The action is knitted together into a great, flowing current of human drama by a truly magnificent soundtrack composed by Herbert Windt, considered by many film scholars as the finest cinematic composer. The score he provides here is certainly among his best, and on the same, incomparable level of excellence he achieved in Triumph of the Will or Olympia.
After the Berlin premiere of Sieg im Westen on 31 January 1941, it went on to become a box-office hit not only across Germany, but throughout continental Europe. Despite this popular success, however, National Socialists were uneasy about the film for cogent reasons, foremostly because it concluded for viewers that “Victory in the West” was entirely due to the Army.

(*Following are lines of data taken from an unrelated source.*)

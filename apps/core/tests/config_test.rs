use recentpick_core::config::{self, Config, DEFAULT_CREATED_QUERY, DEFAULT_MODIFIED_QUERY};
use recentpick_core::placement::PlacementPreference;

#[test]
fn accepts_default_config() {
    let cfg = Config::default();
    assert_eq!(cfg.modified_query, DEFAULT_MODIFIED_QUERY);
    assert_eq!(cfg.created_query, DEFAULT_CREATED_QUERY);
    assert_eq!(cfg.placement, PlacementPreference::Tab);
    assert!(cfg.index_db_path.ends_with("index.sqlite3"));
    assert!(config::validate(&cfg).is_ok());
}

#[test]
fn default_queries_return_the_supported_columns() {
    for query in [DEFAULT_MODIFIED_QUERY, DEFAULT_CREATED_QUERY] {
        for column in ["\"Name\"", "\"Path\"", "\"Date\"", "\"Tags\""] {
            assert!(query.contains(column), "{column} missing from {query}");
        }
    }
}

#[test]
fn rejects_blank_paths() {
    let cfg = Config {
        index_db_path: Default::default(),
        ..Default::default()
    };
    assert!(config::validate(&cfg).is_err());
}

#[test]
fn missing_file_yields_defaults_bound_to_that_path() {
    let dir = tempfile::tempdir().unwrap();
    let path = dir.path().join("absent.toml");

    let cfg = config::load(Some(&path)).unwrap();
    assert_eq!(cfg.config_path, path);
    assert_eq!(cfg.placement, PlacementPreference::Tab);
    assert!(!path.exists());
}

#[test]
fn loads_partial_toml() {
    let dir = tempfile::tempdir().unwrap();
    let path = dir.path().join("config.toml");
    std::fs::write(&path, "placement = \"split\"\nmodified_query = \"\"\n").unwrap();

    let cfg = config::load(Some(&path)).unwrap();
    assert_eq!(cfg.placement, PlacementPreference::Split);
    assert_eq!(cfg.modified_query, DEFAULT_MODIFIED_QUERY);
    assert_eq!(cfg.created_query, DEFAULT_CREATED_QUERY);
}

#[test]
fn loads_json5_with_comments() {
    let dir = tempfile::tempdir().unwrap();
    let path = dir.path().join("config.json5");
    std::fs::write(
        &path,
        "{\n  // newest notes only\n  created_query: 'SELECT name AS \"Name\", path AS \"Path\" FROM file',\n  placement: 'window',\n}\n",
    )
    .unwrap();

    let cfg = config::load(Some(&path)).unwrap();
    assert_eq!(cfg.placement, PlacementPreference::Window);
    assert!(cfg.created_query.starts_with("SELECT name"));
}

#[test]
fn rejects_unknown_placement_value() {
    let dir = tempfile::tempdir().unwrap();
    let path = dir.path().join("config.toml");
    std::fs::write(&path, "placement = \"popup\"\n").unwrap();

    assert!(config::load(Some(&path)).is_err());
}

#[test]
fn saved_config_loads_back() {
    let dir = tempfile::tempdir().unwrap();
    for name in ["nested/config.toml", "nested/config.json"] {
        let path = dir.path().join(name);
        let cfg = Config {
            placement: PlacementPreference::Window,
            modified_query: "SELECT 1 AS \"Name\"".to_string(),
            vault_root: Some(dir.path().to_path_buf()),
            config_path: path.clone(),
            ..Default::default()
        };

        config::save(&cfg).unwrap();
        let loaded = config::load(Some(&path)).unwrap();
        assert_eq!(loaded, cfg);
    }
}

The only Luftwaffe aircraft shown are some dive-bombers occasionally allowed to participate as flying artillery or the lone spotter-plane, all at the Army’s behest. There is no mention of the fighter arm that cleared the skies of enemy opposition, thereby making operations on the ground possible, nor the pivotal role played by Stukas and Messerschmit-110s in smashing superior French armor. The worst omission was leaving out all reference to the paratroops who took Belgium Fort Eben Emael, perhaps the single most decisive attack of the entire Campaign. This key success was entirely the brainchild of Adolf Hitler and Luftwaffe General Kurt Student, neither of whom receive recognition in the film. Naturally, Reichsmarshal Goering was particularly put out.
Also upset with the production’s myopic viewpoint was Dr. Goebbels, who tried to steal Sieg im Westen’s thunder by premiering another film about the French Campaign, Auf dem Strassen des Sieges, “On the Road to Victory”, which paid equal homage to all the armed forces, before the Army version’s premiere.
Heinrich Himmler, too, was miffed by the movie, because it mentioned his Waffen-SS only once and briefly in passing, while ignoring the Leibstandarte’s vital capture of the Dutch canals before they could halt the entire German offensive into Holland, or the Totenkopf Division’s no less crucial capture of the Somme.
Although Hitler himself is given short shrift, and is portrayed as hardly more than a somewhat distant overseer, while the generals do all the real planning, he liked the film, especially those scenes depicting the soldiers’ camp life.
As great as Sieg im Westen may be, it is best understood today as the French Campaign as it was seen from the perspective of the German Army, some of whose generals were lethally opposed to the Nazi regime, and planned to someday use their prestige to replace it with themselves. Hopefully, International Historic Films (or someone else) will eventually release Dr. Goebbels’ Auf dem Strassen des Sieges to provide viewers with a more well-rounded picture of the historic battles that continue to fascinate us.